Так я присоединился к «Вороньему острову» – поступил в Высшую школу инспекторов полиции в Канн-Эклюз в департаменте Сен-э-Марн. Название школы объясняется тем, что каждый здесь носит форму. Мне не привыкать, ведь я носил сутану. Только теперь сутана сменилась темно-синим мундиром. Пройден первый рубеж, когда офицеры-наставники смотрели на меня косо из-за моих дипломов. Я мог бы попытаться поступить в Сен-Сир-о-Мон-д'Ор – «фабрику комиссаров полиции». По всем предметам я получал высшие баллы – уголовное право, конституционное право, гражданское право, гуманитарные дисциплины. Никаких проблем. Даже со спортом: легкая атлетика, тир, ближний бой… Жизнь аскета и вкус к лишениям сделали из меня грозного противника. К тому же в конце занятий, на стажировке, в боевых условиях в полной мере проявилось мое главное достоинство: чувство улицы. Интуитивное чувство места, инстинкт преследования, понимание психологии преступника… И особенно дар маскировки. Несмотря на мою долговязую фигуру и интеллигентную внешность, я мог, пользуясь языком, принятым в криминальной среде, пробраться куда угодно, адаптироваться и войти в доверие к любому негодяю.


Июнь 1998

В возрасте тридцати одного года я закончил Канн-Эклюз – лучшим в своем выпуске. Первое место давало мне преимущество в выборе вакансии. Через несколько дней меня вызвал к себе директор.

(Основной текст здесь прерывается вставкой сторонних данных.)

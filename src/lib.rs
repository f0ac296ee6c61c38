//! Japanese medical and long-term-care facility directory.
//!
//! Government CSV exports are built into per-prefecture JSON files
//! ([`builder`]), which the search service ([`query`], [`routes`]) loads,
//! decorates and filters at request time.

pub mod batch;
pub mod builder;
pub mod collate;
pub mod config;
pub mod decorate;
pub mod error;
pub mod extract;
pub mod municipality;
pub mod normalize;
pub mod query;
pub mod record;
pub mod routes;
pub mod sheet_parser;
pub mod source;
pub mod tables;
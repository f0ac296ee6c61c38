//! Text normalizers applied before any pattern matching.
//!
//! Source CSVs mix full-width and ASCII digits, several dash and wave-dash
//! code points, and fully spelled-out URLs next to bare domains. Everything
//! downstream assumes the canonical forms produced here.

use once_cell::sync::Lazy;
use regex::Regex;
use unicode_normalization::UnicodeNormalization;

use crate::tables::PREFS_LONGEST_FIRST;

/// TLDs accepted when a URL is written without a scheme.
pub const URL_TLDS: [&str; 17] = [
    "co.jp", "or.jp", "ne.jp", "go.jp", "ac.jp", "lg.jp", "jp", "com", "net", "org", "info",
    "biz", "clinic", "hospital", "pharmacy", "co", "io",
];

const DASH_LIKE: [char; 11] = ['‐', '‑', '‒', '–', '—', '―', 'ー', '－', '−', '─', '━'];

static RE_URL_TRAILING: Lazy<Regex> =
    Lazy::new(|| Regex::new(r#"[\s\)）」』】〕>\]。、,.;:!?'"]+$"#).unwrap());

static RE_URL_LEADING: Lazy<Regex> =
    Lazy::new(|| Regex::new(r#"^[\s\(（「『【〔<\['"]+"#).unwrap());

static RE_SCHEME: Lazy<Regex> = Lazy::new(|| Regex::new(r"(?i)^https?://\S+$").unwrap());

/// Domain body shared by the anchored check here and the free-text scan in
/// the URL extractor.
pub static BARE_DOMAIN_PATTERN: Lazy<String> = Lazy::new(|| {
    let tlds: Vec<String> = URL_TLDS.iter().map(|t| regex::escape(t)).collect();
    format!(
        r"(?:www\.)?[a-z0-9](?:[a-z0-9-]*[a-z0-9])?(?:\.[a-z0-9](?:[a-z0-9-]*[a-z0-9])?)*\.(?:{})(?::\d+)?(?:[/?#][^\s]*)?",
        tlds.join("|")
    )
});

static RE_BARE_DOMAIN: Lazy<Regex> =
    Lazy::new(|| Regex::new(&format!(r"(?i)^{}$", *BARE_DOMAIN_PATTERN)).unwrap());

/// Convert full-width digits and punctuation to ASCII.
///
/// NFKC handles digits, `：`, `－` and `～`. The wave dash `〜` maps to `~`,
/// and a long vowel mark `ー` only becomes `-` when it sits between two
/// digits, so katakana words survive.
pub fn to_ascii(s: &str) -> String {
    let folded: Vec<char> = s
        .nfkc()
        .map(|c| match c {
            '〜' | '～' => '~',
            '：' => ':',
            '－' | '−' => '-',
            _ => c,
        })
        .collect();

    let mut out = String::with_capacity(folded.len());
    for (i, &c) in folded.iter().enumerate() {
        if c == 'ー' {
            let prev_digit = i > 0 && folded[i - 1].is_ascii_digit();
            let next_digit = folded.get(i + 1).map_or(false, |n| n.is_ascii_digit());
            if prev_digit && next_digit {
                out.push('-');
                continue;
            }
        }
        out.push(c);
    }
    out.trim().to_string()
}

/// [`to_ascii`] plus phone-specific cleanup: every dash-like character
/// becomes `-` and parentheses become spaces so they act as separators.
pub fn to_ascii_phone(s: &str) -> String {
    to_ascii(s)
        .chars()
        .map(|c| {
            if DASH_LIKE.contains(&c) {
                '-'
            } else if matches!(c, '(' | ')' | '（' | '）') {
                ' '
            } else {
                c
            }
        })
        .collect()
}

pub fn digits_only(s: &str) -> String {
    to_ascii(s).chars().filter(|c| c.is_ascii_digit()).collect()
}

/// Normalize a URL-ish value to an absolute URL, or return an empty string.
///
/// Values that already carry an `http(s)://` scheme keep it. Bare domains on
/// an allowed TLD get `https://`. Anything else is rejected.
pub fn normalize_url(raw: &str) -> String {
    let folded: String = raw.nfkc().collect();
    let trimmed = RE_URL_LEADING.replace(folded.trim(), "");
    let trimmed = RE_URL_TRAILING.replace(&trimmed, "");
    let s = trimmed.trim();
    if s.is_empty() {
        return String::new();
    }

    if RE_SCHEME.is_match(s) {
        return s.to_string();
    }
    if let Some(rest) = s.strip_prefix("//") {
        if RE_BARE_DOMAIN.is_match(rest) {
            return format!("https://{}", rest);
        }
    }
    if RE_BARE_DOMAIN.is_match(s) {
        return format!("https://{}", s);
    }
    String::new()
}

/// Loose municipality form for equality checks: no spaces, no leading
/// prefecture, no trailing 市/区/町/村/郡.
pub fn normalize_city(s: &str) -> String {
    let compact: String = s
        .nfkc()
        .filter(|c| !c.is_whitespace() && *c != '\u{3000}')
        .collect();
    let without_pref = PREFS_LONGEST_FIRST
        .iter()
        .find_map(|p| compact.strip_prefix(*p))
        .unwrap_or(compact.as_str());
    let stripped = without_pref
        .strip_suffix(&['市', '区', '町', '村', '郡'][..])
        .unwrap_or(without_pref);
    stripped.to_string()
}
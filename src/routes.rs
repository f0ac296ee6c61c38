//! HTTP surface: `/search`, `/cities` and `/health`.

use std::sync::Arc;

use axum::{
    extract::{Query, State},
    http::header,
    response::{IntoResponse, Json},
    routing::get,
    Router,
};
use serde::{Deserialize, Serialize};
use tower_http::cors::CorsLayer;
use tower_http::trace::TraceLayer;

use crate::query::{QueryService, SearchParams};

/// Edge caches may keep a response for a day and serve it stale for an hour
/// while revalidating.
pub const CACHE_POLICY: &str = "s-maxage=86400, stale-while-revalidate=3600";

/// Application state shared across handlers.
#[derive(Clone)]
pub struct AppState {
    pub query: Arc<QueryService>,
}

pub fn router(state: AppState) -> Router {
    Router::new()
        .route("/health", get(health))
        .route("/search", get(search))
        .route("/cities", get(cities))
        .layer(TraceLayer::new_for_http())
        .layer(CorsLayer::permissive())
        .with_state(state)
}

// ============================================================================
// Handlers
// ============================================================================

async fn health() -> &'static str {
    "ok"
}

/// Filtered, paginated facility search. Bad filter input yields an empty
/// result, never an error status.
async fn search(
    State(state): State<AppState>,
    Query(params): Query<SearchParams>,
) -> impl IntoResponse {
    let response = state.query.search(&params).await;
    ([(header::CACHE_CONTROL, CACHE_POLICY)], Json(response))
}

#[derive(Deserialize)]
struct CitiesQuery {
    pref: Option<String>,
}

#[derive(Serialize)]
struct CitiesResponse {
    items: Vec<String>,
}

/// Municipalities of a prefecture.
async fn cities(
    State(state): State<AppState>,
    Query(query): Query<CitiesQuery>,
) -> impl IntoResponse {
    let items = query
        .pref
        .as_deref()
        .map(|p| state.query.cities(p))
        .unwrap_or_default();
    ([(header::CACHE_CONTROL, CACHE_POLICY)], Json(CitiesResponse { items }))
}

– Вы просите направить вас на работу в ОБПС – Отдел по борьбе с проституцией и сутенерством?

– Да, а в чем дело?

– А вы не хотите поработать в Центральном бюро? В Министерстве внутренних дел?

– А в чем проблема?

– Да мне тут сказали… Вы ведь католик, не так ли?

– Не вижу связи.

– В ОБПС вам придется столкнуться с весьма сомнительными ситуациями. – Он немного поколебался, потом по-отечески улыбнулся:

– Я десять лет проработал в ОБПС. Это очень своеобразный вид деятельности. Не уверен, что субъектам, с которыми там приходится сталкиваться, нужен полицейский с такими дарованиями, как у вас.

Я ответил ему такой же улыбкой и склонил все свои сто девяносто сантиметров:

– Вы не поняли. Это они мне нужны.


Сентябрь 1998

Я погрузился в пучину порока. За несколько месяцев мой словарный запас существенно обогатился: копрофилия– сексуальное извращение, проявляющееся в том, что человек поедает экскременты; ондинизм – сексуальное удовольствие от вида или контакта с мочой; зоофилия – я арестовал целый склад кассет, которые в комментариях не нуждаются; некрофилия – мне довелось организовывать незабываемый поход глубокой ночью на кладбище Монпарнас.

Мой дар маскироваться проявился в полную силу. Я внедряюсь в любую среду, завожу приятельские отношения с сутенерами и шлюхами, с улыбкой воспринимаю самые омерзительные извращения. Притоны любителей меняться партнерами, садомазохистские клубы, особые вечеринки… Я застаю врасплох, выслеживаю, задерживаю… Без всякого отвращения или душевного надлома. Участвую во всех нарядах: ночью – чтобы работать на улице, днем – для снятия показаний с потерпевших и выражения сочувствия проституткам и семьям жертв.